Buque de la Armada de México transportando ayuda humanitaria rumbo a La Habana en febrero de 2026
El buque Papaloapan transporta parte del cargamento de alimentos enviado por México a Cuba tras la suspensión del suministro de petróleo.

México cambia petróleo por alimentos y envía ahora 1,193 toneladas

CDMX.— La decisión no fue sólo logística. Fue política. México volvió a enviar ayuda humanitaria a Cuba, pero lo hizo después de cerrar la llave del petróleo. En el tablero hemisférico, el movimiento importa más que la carga.

Por instrucciones de Claudia Sheinbaum, dos buques de la Secretaría de Marina zarparon del puerto de Veracruz con mil 193 toneladas de víveres destinados a la población civil cubana. El ARM Papaloapan transporta 1,078 toneladas de frijol y leche en polvo; el ARM Huasteco, otras 115 toneladas, entre frijol y alimentos diversos recolectados por organizaciones sociales en el Centro Histórico de la Ciudad de México.

Se emplearon más de 350 elementos navales, una grúa y cinco montacargas. La llegada a La Habana está prevista para el sábado.

No es el primer envío. El 8 de febrero salieron otros dos buques con 814 toneladas. Y el 12 de febrero de 2026, esas embarcaciones atracaron en el puerto habanero en medio de una isla sometida a apagones, inflación y racionamiento. La Cancillería mexicana ha insistido en que aún quedan más de mil 500 toneladas pendientes por enviar.

Alimentos en vez de petróleo

Pero el contexto cambió. La administración mexicana decidió no continuar el suministro de petróleo a Cuba ante la advertencia del presidente Donald Trump de imponer aranceles a quien abastezca de combustible a la isla. Es ahí donde la ayuda alimentaria adquiere una dimensión estratégica: sostiene la tradición diplomática sin exponerse a un choque comercial directo.

La Secretaría de Relaciones Exteriores apeló a la narrativa histórica: México, el país que no rompió relaciones en 1962 cuando la isla fue expulsada de la OEA. La evocación no es menor. En política exterior, la memoria es un argumento.

En La Habana, la llegada de los barcos fue leída como gesto de lealtad. Ciudadanos consultados por agencias internacionales recordaron que México “siempre ha sido fiel”. Pero la fidelidad, en 2026, se mide en márgenes.

Cuba enfrenta una crisis agravada por sanciones estadounidenses, por el colapso del turismo y por la interrupción del suministro venezolano tras la caída de Nicolás Maduro el 3 de enero.

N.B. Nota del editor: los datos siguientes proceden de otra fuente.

// Copyright 2025 itscheems
//
// Licensed under the Apache License, Version 2.0 (the "License");
// you may not use this file except in compliance with the License.
// You may obtain a copy of the License at
//
//     http://www.apache.org/licenses/LICENSE-2.0
//
// Unless required by applicable law or agreed to in writing, software
// distributed under the License is distributed on an "AS IS" BASIS,
// WITHOUT WARRANTIES OR CONDITIONS OF ANY KIND, either express or implied.
// See the License for the specific language governing permissions and
// limitations under the License.

use std::sync::Arc;
use std::thread;

use criterion::{Criterion, criterion_group, criterion_main};

use forge_matching::audit::AuditBuffer;
use forge_matching::engine::Engine;
use forge_sdk::types::{ClientCommand, NewOrder};

#[derive(Clone, Copy)]
enum Scenario {
	/// Wide spread, nothing ever crosses: pure add pressure
	NoCross,
	/// Everything at one price: every second order executes the previous
	CrossHeavy,
}

struct OrderGenerator {
	counter: u32,
	scenario: Scenario,
}

impl OrderGenerator {
	fn new(scenario: Scenario) -> Self {
		Self {
			counter: 0,
			scenario,
		}
	}

	fn next_order(&mut self) -> ClientCommand {
		self.counter += 1;
		let order_id = self.counter;

		match self.scenario {
			Scenario::NoCross => {
				let order = NewOrder {
					order_id,
					instrument: "BENCH".to_string(),
					price: if order_id.is_multiple_of(2) {
						44_000 + (order_id % 1000)
					} else {
						56_000 + (order_id % 1000)
					},
					count: 1,
				};
				if order_id.is_multiple_of(2) {
					ClientCommand::Buy(order)
				} else {
					ClientCommand::Sell(order)
				}
			}
			Scenario::CrossHeavy => {
				let order = NewOrder {
					order_id,
					instrument: "BENCH".to_string(),
					price: 50_000,
					count: 10,
				};
				if order_id.is_multiple_of(2) {
					ClientCommand::Buy(order)
				} else {
					ClientCommand::Sell(order)
				}
			}
		}
	}
}

fn run_scenario(c: &mut Criterion, name: &str, scenario: Scenario) {
	const ORDERS: usize = 10_000;

	c.bench_function(name, |b| {
		b.iter_batched(
			|| {
				let mut generator = OrderGenerator::new(scenario);
				let commands: Vec<ClientCommand> =
					(0..ORDERS).map(|_| generator.next_order()).collect();

				let (producer, consumer) = AuditBuffer::new(4096).split();
				// Discard events on a drainer thread so emission never
				// blocks the matching path
				let drainer = thread::spawn(move || while consumer.recv().is_ok() {});
				(Arc::new(Engine::new(producer)), commands, drainer)
			},
			|(engine, commands, drainer)| {
				for command in commands {
					engine.dispatch(command);
				}
				drop(engine);
				drainer.join().unwrap();
			},
			criterion::BatchSize::LargeInput,
		);
	});
}

fn matching_throughput(c: &mut Criterion) {
	run_scenario(c, "no_cross_10k", Scenario::NoCross);
	run_scenario(c, "cross_heavy_10k", Scenario::CrossHeavy);
}

criterion_group!(benches, matching_throughput);
criterion_main!(benches);
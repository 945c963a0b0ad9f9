// Copyright 2025 itscheems
//
// Licensed under the Apache License, Version 2.0 (the "License");
// you may not use this file except in compliance with the License.
// You may obtain a copy of the License at
//
//     http://www.apache.org/licenses/LICENSE-2.0
//
// Unless required by applicable law or agreed to in writing, software
// distributed under the License is distributed on an "AS IS" BASIS,
// WITHOUT WARRANTIES OR CONDITIONS OF ANY KIND, either express or implied.
// See the License for the specific language governing permissions and
// limitations under the License.

//! Forge SDK - client library for the matching engine wire protocol
//!
//! This crate provides the command types spoken on a client session, the
//! line-frame codec, and a small synchronous TCP client for submitting
//! commands.
//!
//! The SDK is designed to be lightweight and embeddable:
//! - No background threads
//! - No runtime initialization
//! - No environment or configuration loading

pub mod client;
pub mod types;
pub mod wire;

pub use client::{Client, ClientError};
pub use types::*;
pub use wire::{WireError, decode_line, encode_line};
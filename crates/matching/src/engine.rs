// Copyright 2025 itscheems
//
// Licensed under the Apache License, Version 2.0 (the "License");
// you may not use this file except in compliance with the License.
// You may obtain a copy of the License at
//
//     http://www.apache.org/licenses/LICENSE-2.0
//
// Unless required by applicable law or agreed to in writing, software
// distributed under the License is distributed on an "AS IS" BASIS,
// WITHOUT WARRANTIES OR CONDITIONS OF ANY KIND, either express or implied.
// See the License for the specific language governing permissions and
// limitations under the License.

use std::sync::Arc;

use dashmap::DashMap;
use forge_sdk::types::{ClientCommand, Side};
use tracing::debug;

use crate::audit::AuditProducer;
use crate::instrument::InstrumentOrders;
use crate::liveness::Liveness;
use crate::types::OrderCommand;

/// Engine router: instrument symbol → book pair
///
/// Shared by every session worker. Buy and sell commands are routed to the
/// owning [`InstrumentOrders`]; cancels go straight to the process-wide
/// liveness registry and never need the instrument.
///
/// Instrument records are created on first use under the registry's write
/// lock and never removed, so the `Arc` handed out here stays valid for the
/// process lifetime. Concurrency across distinct instruments is fully
/// parallel; within one instrument, workers serialize on the book locks.
pub struct Engine {
	instruments: DashMap<String, Arc<InstrumentOrders>>,
	liveness: Arc<Liveness>,
	audit: AuditProducer,
}

impl Engine {
	pub fn new(audit: AuditProducer) -> Self {
		Self {
			instruments: DashMap::new(),
			liveness: Arc::new(Liveness::new()),
			audit,
		}
	}

	/// Dispatch one decoded client command
	pub fn dispatch(&self, command: ClientCommand) {
		match command {
			ClientCommand::Buy(order) => {
				debug!(target: "engine", order_id = order.order_id, instrument = %order.instrument, "Processing buy");
				self.instrument_orders(&order.instrument)
					.process(OrderCommand::new(Side::Buy, order));
			}
			ClientCommand::Sell(order) => {
				debug!(target: "engine", order_id = order.order_id, instrument = %order.instrument, "Processing sell");
				self.instrument_orders(&order.instrument)
					.process(OrderCommand::new(Side::Sell, order));
			}
			ClientCommand::Cancel(cancel) => {
				debug!(target: "engine", order_id = cancel.order_id, "Processing cancel");
				self.liveness.cancel(cancel.order_id, &self.audit);
			}
		}
	}

	/// Book pair for an instrument, creating it on first use
	fn instrument_orders(&self, instrument: &str) -> Arc<InstrumentOrders> {
		self.instruments
			.entry(instrument.to_string())
			.or_insert_with(|| {
				Arc::new(InstrumentOrders::new(
					self.liveness.clone(),
					self.audit.clone(),
				))
			})
			.value()
			.clone()
	}
}
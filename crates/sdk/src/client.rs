// Copyright 2025 itscheems
//
// Licensed under the Apache License, Version 2.0 (the "License");
// you may not use this file except in compliance with the License.
// You may obtain a copy of the License at
//
//     http://www.apache.org/licenses/LICENSE-2.0
//
// Unless required by applicable law or agreed to in writing, software
// distributed under the License is distributed on an "AS IS" BASIS,
// WITHOUT WARRANTIES OR CONDITIONS OF ANY KIND, either express or implied.
// See the License for the specific language governing permissions and
// limitations under the License.

use std::io::{self, BufWriter, Write};
use std::net::{TcpStream, ToSocketAddrs};

use thiserror::Error;

use crate::types::{CancelRequest, ClientCommand, NewOrder, OrderId};
use crate::wire;

/// Error types for client operations
#[derive(Debug, Error)]
pub enum ClientError {
	#[error("network error: {0}")]
	Io(#[from] io::Error),
	#[error("encoding error: {0}")]
	Wire(#[from] wire::WireError),
}

/// Client for a single session against the matching engine
///
/// This is a synchronous client: each submitted command is framed and
/// flushed before the call returns. The engine sends nothing back on the
/// session; outcomes are observable on the engine's audit stream.
pub struct Client {
	writer: BufWriter<TcpStream>,
}

impl Client {
	/// Open a session to the engine at the given address
	pub fn connect(addr: impl ToSocketAddrs) -> Result<Self, ClientError> {
		let stream = TcpStream::connect(addr)?;
		stream.set_nodelay(true)?;
		Ok(Self {
			writer: BufWriter::new(stream),
		})
	}

	/// Submit one command on this session
	pub fn submit(&mut self, command: &ClientCommand) -> Result<(), ClientError> {
		let line = wire::encode_line(command)?;
		self.writer.write_all(line.as_bytes())?;
		self.writer.write_all(b"\n")?;
		self.writer.flush()?;
		Ok(())
	}

	/// Submit a buy order
	pub fn buy(
		&mut self,
		order_id: OrderId,
		instrument: &str,
		price: u32,
		count: u32,
	) -> Result<(), ClientError> {
		self.submit(&ClientCommand::Buy(NewOrder {
			order_id,
			instrument: instrument.to_string(),
			price,
			count,
		}))
	}

	/// Submit a sell order
	pub fn sell(
		&mut self,
		order_id: OrderId,
		instrument: &str,
		price: u32,
		count: u32,
	) -> Result<(), ClientError> {
		self.submit(&ClientCommand::Sell(NewOrder {
			order_id,
			instrument: instrument.to_string(),
			price,
			count,
		}))
	}

	/// Cancel a previously submitted order
	pub fn cancel(&mut self, order_id: OrderId) -> Result<(), ClientError> {
		self.submit(&ClientCommand::Cancel(CancelRequest { order_id }))
	}

	/// End the session, signalling EOF to the engine's session worker
	pub fn shutdown(mut self) -> Result<(), ClientError> {
		self.writer.flush()?;
		self.writer.get_ref().shutdown(std::net::Shutdown::Write)?;
		Ok(())
	}
}
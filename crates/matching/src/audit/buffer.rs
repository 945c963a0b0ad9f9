// Copyright 2025 itscheems
//
// Licensed under the Apache License, Version 2.0 (the "License");
// you may not use this file except in compliance with the License.
// You may obtain a copy of the License at
//
//     http://www.apache.org/licenses/LICENSE-2.0
//
// Unless required by applicable law or agreed to in writing, software
// distributed under the License is distributed on an "AS IS" BASIS,
// WITHOUT WARRANTIES OR CONDITIONS OF ANY KIND, either express or implied.
// See the License for the specific language governing permissions and
// limitations under the License.

use crossbeam::channel::{Receiver, Sender, TryRecvError, bounded};
use tracing::error;

use super::AuditEvent;

/// MPSC audit buffer between the matching paths and the audit writer
///
/// Session workers emit events while holding the liveness-table guard for
/// the corresponding state transition, so the arrival order in this buffer
/// is the total order of the audit log.
///
/// Properties:
/// - Multiple producers (one clone per session worker / emission site)
/// - Single consumer (audit writer)
/// - Bounded capacity: `emit` blocks when the writer falls behind
pub struct AuditBuffer {
	sender: Sender<AuditEvent>,
	receiver: Receiver<AuditEvent>,
}

impl AuditBuffer {
	/// Create a new audit buffer with the specified capacity
	pub fn new(capacity: usize) -> Self {
		let (sender, receiver) = bounded(capacity);
		Self { sender, receiver }
	}

	/// Split the buffer into producer and consumer ends
	///
	/// The producer end can be cloned freely; the consumer end must remain
	/// unique to the single writer.
	pub fn split(self) -> (AuditProducer, AuditConsumer) {
		(
			AuditProducer {
				sender: self.sender,
			},
			AuditConsumer {
				receiver: self.receiver,
			},
		)
	}
}

/// Producer end of the audit buffer
#[derive(Clone)]
pub struct AuditProducer {
	sender: Sender<AuditEvent>,
}

impl AuditProducer {
	/// Emit an event onto the audit stream
	///
	/// Blocks while the buffer is full. If the writer has shut down the
	/// event is dropped with a diagnostic; this only happens during process
	/// teardown, once the audit contract no longer has an observer.
	pub fn emit(&self, event: AuditEvent) {
		if self.sender.send(event).is_err() {
			error!(target: "audit", "audit writer disconnected, event dropped");
		}
	}
}

/// Consumer end of the audit buffer (used by the audit writer)
pub struct AuditConsumer {
	receiver: Receiver<AuditEvent>,
}

impl AuditConsumer {
	/// Receive an event from the buffer (blocking)
	pub fn recv(&self) -> Result<AuditEvent, AuditBufferError> {
		self.receiver
			.recv()
			.map_err(|_| AuditBufferError::Disconnected)
	}

	/// Try to receive an event from the buffer (non-blocking)
	pub fn try_recv(&self) -> Result<AuditEvent, AuditBufferError> {
		self.receiver.try_recv().map_err(|e| match e {
			TryRecvError::Empty => AuditBufferError::Empty,
			TryRecvError::Disconnected => AuditBufferError::Disconnected,
		})
	}

	/// Drain up to `max_count` events from the buffer (non-blocking)
	pub fn drain(&self, max_count: usize) -> Vec<AuditEvent> {
		let mut events = Vec::new();
		for _ in 0..max_count {
			match self.try_recv() {
				Ok(event) => events.push(event),
				Err(_) => break,
			}
		}
		events
	}
}

/// Errors that can occur when interacting with the audit buffer
#[derive(Debug, thiserror::Error)]
pub enum AuditBufferError {
	#[error("audit buffer is empty")]
	Empty,
	#[error("audit buffer disconnected")]
	Disconnected,
}
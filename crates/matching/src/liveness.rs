// Copyright 2025 itscheems
//
// Licensed under the Apache License, Version 2.0 (the "License");
// you may not use this file except in compliance with the License.
// You may obtain a copy of the License at
//
//     http://www.apache.org/licenses/LICENSE-2.0
//
// Unless required by applicable law or agreed to in writing, software
// distributed under the License is distributed on an "AS IS" BASIS,
// WITHOUT WARRANTIES OR CONDITIONS OF ANY KIND, either express or implied.
// See the License for the specific language governing permissions and
// limitations under the License.

use std::collections::HashMap;
use std::sync::{Mutex, MutexGuard};

use forge_sdk::types::OrderId;

use crate::audit::{AuditEvent, AuditProducer};
use crate::clock;

/// Process-wide order liveness registry
///
/// Maps every order that has ever rested to its terminal state:
/// `false` while the order is resting, `true` once it has ended (fully
/// executed or cancelled). Entries are never removed and ids are never
/// reused, which is what makes "ended" terminal.
///
/// Cancellation is lazy deletion: a cancel only flips the entry here, and
/// the books reap stale heap entries the next time they peek their top.
/// That keeps cancel O(1) and keeps the heap comparator independent of
/// liveness.
///
/// Lock ordering: this table's lock is acquired after any book queue lock
/// and released before it (or held alone, as in [`cancel`]). No code path
/// holds this lock while acquiring a queue lock.
///
/// [`cancel`]: Liveness::cancel
pub struct Liveness {
	entries: Mutex<HashMap<OrderId, bool>>,
}

impl Liveness {
	pub fn new() -> Self {
		Self {
			entries: Mutex::new(HashMap::new()),
		}
	}

	/// Lock the registry
	///
	/// Callers pass the guard down into the book primitives so the locking
	/// discipline is visible in every signature that relies on it.
	pub fn lock(&self) -> MutexGuard<'_, HashMap<OrderId, bool>> {
		self.entries.lock().expect("liveness table mutex poisoned")
	}

	/// Whether the given id has already ended
	///
	/// Absent ids are treated as live: every resting order is registered
	/// under the same lock that admitted it to its book.
	pub fn is_ended(entries: &HashMap<OrderId, bool>, order_id: OrderId) -> bool {
		entries.get(&order_id).copied().unwrap_or(false)
	}

	/// Cancel an order
	///
	/// Takes the registry lock alone. A cancel succeeds iff the id is
	/// registered and not yet ended; either way an `OrderDeleted` event is
	/// emitted, with the outcome carried in its `accepted` flag. Emission
	/// happens under the guard so the terminal event cannot race a
	/// concurrent fill of the same id.
	pub fn cancel(&self, order_id: OrderId, audit: &AuditProducer) {
		let mut entries = self.lock();
		let accepted = match entries.get(&order_id) {
			Some(false) => {
				entries.insert(order_id, true);
				true
			}
			_ => false,
		};
		audit.emit(AuditEvent::OrderDeleted {
			order_id,
			accepted,
			timestamp: clock::timestamp_ns(),
		});
	}
}

impl Default for Liveness {
	fn default() -> Self {
		Self::new()
	}
}
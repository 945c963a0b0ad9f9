// Copyright 2025 itscheems
//
// Licensed under the Apache License, Version 2.0 (the "License");
// you may not use this file except in compliance with the License.
// You may obtain a copy of the License at
//
//     http://www.apache.org/licenses/LICENSE-2.0
//
// Unless required by applicable law or agreed to in writing, software
// distributed under the License is distributed on an "AS IS" BASIS,
// WITHOUT WARRANTIES OR CONDITIONS OF ANY KIND, either express or implied.
// See the License for the specific language governing permissions and
// limitations under the License.

use std::sync::Arc;

use forge_sdk::types::Side;
use tracing::debug;

use crate::audit::{AuditEvent, AuditProducer};
use crate::book::OrderBook;
use crate::clock;
use crate::liveness::Liveness;
use crate::types::OrderCommand;

/// The book pair for one instrument
///
/// Owns the buy side and the sell side and runs the match loop for every
/// incoming order on the instrument. Workers for different instruments
/// never contend on these locks; workers on the same instrument serialize
/// through them.
pub struct InstrumentOrders {
	buy_book: OrderBook,
	sell_book: OrderBook,
	liveness: Arc<Liveness>,
	audit: AuditProducer,
}

impl InstrumentOrders {
	pub fn new(liveness: Arc<Liveness>, audit: AuditProducer) -> Self {
		Self {
			buy_book: OrderBook::new(),
			sell_book: OrderBook::new(),
			liveness,
			audit,
		}
	}

	/// Process an incoming buy or sell order
	///
	/// Runs until the order is fully executed or rests on its own book.
	pub fn process(&self, mut command: OrderCommand) {
		self.match_incoming(&mut command);
	}

	/// The match loop
	///
	/// Each iteration either consumes the opposite side's top (fully or
	/// partially), rests the incoming order, or retries after losing a race
	/// against a concurrent cancel or fill of the peeked top.
	///
	/// Locking per iteration: the opposite queue lock is held from the peek
	/// through the pop/replace decision so no new resting order can ambush
	/// it; the liveness lock is taken last and held across event emission,
	/// which is what gives every order id a totally ordered event history.
	fn match_incoming(&self, command: &mut OrderCommand) {
		let opp_book = match command.side {
			Side::Buy => &self.sell_book,
			Side::Sell => &self.buy_book,
		};

		'incoming: while command.count > 0 {
			let mut opp_queue = opp_book.lock_queue();
			let mut top = {
				let entries = self.liveness.lock();
				OrderBook::live_top(&mut opp_queue, &entries)
			};

			// Find a crossing top, or rest the order and return. A failed
			// try_add_resting means a crossing order appeared while the
			// locks were down, so re-peek and try again.
			let top = loop {
				match top.take() {
					Some(resting) if resting.crosses(command) => break resting,
					_ => {
						drop(opp_queue);
						if OrderBook::try_add_resting(
							command,
							&self.buy_book,
							&self.sell_book,
							&self.liveness,
							&self.audit,
						) {
							return;
						}
						debug!(
							target: "instrument",
							order_id = command.order_id,
							"Crossing order appeared while resting, resuming match"
						);
						opp_queue = opp_book.lock_queue();
						let entries = self.liveness.lock();
						top = OrderBook::live_top(&mut opp_queue, &entries);
					}
				}
			};

			// The top crosses. Re-take the liveness lock (still holding the
			// opposite queue lock) so the top cannot be cancelled under us.
			let mut entries = self.liveness.lock();

			if command.count >= top.count {
				// Incoming consumes the entire resting top
				if !OrderBook::pop_top_if_live(&mut opp_queue, &mut entries) {
					continue 'incoming;
				}
				let timestamp = clock::timestamp_ns();
				drop(opp_queue);
				command.count -= top.count;
				self.audit.emit(AuditEvent::OrderExecuted {
					resting_id: top.order_id,
					incoming_id: command.order_id,
					execution_id: top.execution_id + 1,
					price: top.price,
					quantity: top.count,
					timestamp,
				});
			} else {
				// Incoming is smaller: the top stays, with reduced count
				let replacement = top.after_fill(command.count);
				let execution_id = replacement.execution_id;
				if !OrderBook::replace_top_if_live(replacement, &mut opp_queue, &entries) {
					continue 'incoming;
				}
				let timestamp = clock::timestamp_ns();
				drop(opp_queue);
				self.audit.emit(AuditEvent::OrderExecuted {
					resting_id: top.order_id,
					incoming_id: command.order_id,
					execution_id,
					price: top.price,
					quantity: command.count,
					timestamp,
				});
				command.count = 0;
			}
			// The liveness guard drops here, after emission: events for the
			// consumed id cannot interleave with its terminal transition.
		}
	}
}

#[cfg(test)]
mod tests {
	use super::*;
	use crate::audit::AuditBuffer;

	fn instrument() -> (InstrumentOrders, crate::audit::AuditConsumer) {
		let (producer, consumer) = AuditBuffer::new(1024).split();
		(
			InstrumentOrders::new(Arc::new(Liveness::new()), producer),
			consumer,
		)
	}

	fn order(side: Side, order_id: u32, price: u32, count: u32) -> OrderCommand {
		OrderCommand {
			side,
			order_id,
			price,
			count,
			instrument: "GOOG".to_string(),
		}
	}

	#[test]
	fn test_non_crossing_orders_rest() {
		let (orders, consumer) = instrument();

		orders.process(order(Side::Buy, 1, 100, 10));
		orders.process(order(Side::Sell, 2, 110, 10));

		let events = consumer.drain(1024);
		assert_eq!(events.len(), 2);
		assert!(matches!(
			events[0],
			AuditEvent::OrderAdded { order_id: 1, .. }
		));
		assert!(matches!(
			events[1],
			AuditEvent::OrderAdded {
				order_id: 2,
				is_sell: true,
				..
			}
		));
	}

	#[test]
	fn test_incoming_sweeps_multiple_resting_levels() {
		let (orders, consumer) = instrument();

		orders.process(order(Side::Sell, 1, 50, 5));
		orders.process(order(Side::Sell, 2, 51, 5));
		orders.process(order(Side::Buy, 3, 55, 12));

		let events = consumer.drain(1024);
		// Two adds, two executions (cheapest sell first), then the
		// remainder of the buy rests
		assert_eq!(events.len(), 5);
		match &events[2] {
			AuditEvent::OrderExecuted {
				resting_id,
				incoming_id,
				execution_id,
				price,
				quantity,
				..
			} => {
				assert_eq!((*resting_id, *incoming_id), (1, 3));
				assert_eq!(*execution_id, 1);
				assert_eq!((*price, *quantity), (50, 5));
			}
			other => panic!("expected OrderExecuted, got {:?}", other),
		}
		match &events[3] {
			AuditEvent::OrderExecuted {
				resting_id,
				price,
				quantity,
				..
			} => {
				assert_eq!(*resting_id, 2);
				assert_eq!((*price, *quantity), (51, 5));
			}
			other => panic!("expected OrderExecuted, got {:?}", other),
		}
		match &events[4] {
			AuditEvent::OrderAdded {
				order_id, count, ..
			} => {
				assert_eq!(*order_id, 3);
				assert_eq!(*count, 2);
			}
			other => panic!("expected OrderAdded, got {:?}", other),
		}
	}

	#[test]
	fn test_partial_fill_keeps_resting_top() {
		let (orders, consumer) = instrument();

		orders.process(order(Side::Sell, 1, 50, 10));
		orders.process(order(Side::Buy, 2, 50, 3));
		orders.process(order(Side::Buy, 3, 50, 4));

		let events = consumer.drain(1024);
		assert_eq!(events.len(), 3);
		// Same resting order fills twice with increasing execution ids
		match (&events[1], &events[2]) {
			(
				AuditEvent::OrderExecuted {
					resting_id: first_resting,
					execution_id: first_execution,
					quantity: first_quantity,
					..
				},
				AuditEvent::OrderExecuted {
					resting_id: second_resting,
					execution_id: second_execution,
					quantity: second_quantity,
					..
				},
			) => {
				assert_eq!((*first_resting, *second_resting), (1, 1));
				assert_eq!((*first_execution, *second_execution), (1, 2));
				assert_eq!((*first_quantity, *second_quantity), (3, 4));
			}
			other => panic!("expected two OrderExecuted, got {:?}", other),
		}
	}
}
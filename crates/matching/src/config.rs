// Copyright 2025 itscheems
//
// Licensed under the Apache License, Version 2.0 (the "License");
// you may not use this file except in compliance with the License.
// You may obtain a copy of the License at
//
//     http://www.apache.org/licenses/LICENSE-2.0
//
// Unless required by applicable law or agreed to in writing, software
// distributed under the License is distributed on an "AS IS" BASIS,
// WITHOUT WARRANTIES OR CONDITIONS OF ANY KIND, either express or implied.
// See the License for the specific language governing permissions and
// limitations under the License.

use std::net::SocketAddr;
use std::path::PathBuf;

use serde::{Deserialize, Serialize};

// Logging configuration constants
/// Default log level (can be overridden by RUST_LOG environment variable)
pub const DEFAULT_LOG_LEVEL: &str = "info";

/// Default log directory component name
pub const LOG_COMPONENT_NAME: &str = "matching";

/// Matching engine configuration
///
/// Every field has a default, so a bare environment still yields a working
/// service. Environment variables use the `MATCHING_` prefix, e.g.
/// `MATCHING_BIND_ADDR=0.0.0.0:9000`.
#[derive(Debug, Clone, Serialize, Deserialize)]
#[serde(default)]
pub struct MatchingConfig {
	/// TCP bind address for client sessions
	pub bind_addr: SocketAddr,
	/// Audit log destination; stdout when unset
	pub audit_log: Option<PathBuf>,
	/// Capacity of the audit buffer between workers and the writer
	pub audit_buffer_capacity: usize,
	/// Audit writer batch size
	pub audit_batch_size: usize,
	/// Audit writer flush interval in milliseconds
	pub audit_flush_interval_ms: u64,
}

impl Default for MatchingConfig {
	fn default() -> Self {
		Self {
			bind_addr: "0.0.0.0:7001".parse().expect("default bind addr"),
			audit_log: None,
			audit_buffer_capacity: 8192,
			audit_batch_size: 256,
			audit_flush_interval_ms: 50,
		}
	}
}

impl MatchingConfig {
	/// Load configuration from environment variables
	pub fn from_env() -> Result<Self, config::ConfigError> {
		let cfg = config::Config::builder()
			.add_source(config::Environment::with_prefix("MATCHING"))
			.build()?;

		cfg.try_deserialize()
	}

	/// Load configuration from file, layered under the environment
	pub fn from_file(path: &str) -> Result<Self, config::ConfigError> {
		let cfg = config::Config::builder()
			.add_source(config::File::with_name(path))
			.add_source(config::Environment::with_prefix("MATCHING"))
			.build()?;

		cfg.try_deserialize()
	}
}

El gobierno de Miguel Díaz-Canel ha respondido con racionamientos y reducción de jornadas laborales. México, mientras tanto, calibra cada paso.

Víveres y productos básicos reunidos en centro de acopio para envío humanitario de México a Cuba en 2026
Organizaciones sociales y autoridades reunieron alimentos y productos básicos que forman parte de las mil 193 toneladas enviadas por México a Cuba.

Tradición sin riesgos

La pregunta no es si la ayuda es humanitaria —lo es—, sino qué mensaje envía. Sheinbaum busca mantener la tradición latinoamericanista sin comprometer la estabilidad económica interna. Washington observa. La isla resiste. Y México navega entre ambos.

No se trata de un acto aislado. En meses recientes, el gobierno mexicano ha enviado apoyos por incendios en California y Chile, e inundaciones en Texas. El discurso oficial subraya coherencia: solidaridad sin distingo ideológico. Sin embargo, el caso cubano tiene un peso simbólico distinto.

La diplomacia mexicana ha optado por una fórmula que combina asistencia y cautela. Al suspender el petróleo pero enviar alimentos, el gobierno busca preservar margen de maniobra frente a Estados Unidos, principal socio comercial, sin abandonar la narrativa de autonomía regional.

En política exterior, como en el mar, el rumbo se define por la corriente. Y hoy la corriente es una tensión constante entre soberanía y dependencia. México decidió no romper la tradición solidaria, pero tampoco desafiar frontalmente a Washington. Envía frijol y leche en polvo donde antes enviaba crudo. Cambia el contenido del barco, no el mensaje de fondo.

La ayuda llegará en cuatro días. Lo que tardará más es ver si este equilibrio resiste nuevas presiones. Porque en el Caribe, cada tonelada pesa también en la balanza geopolítica.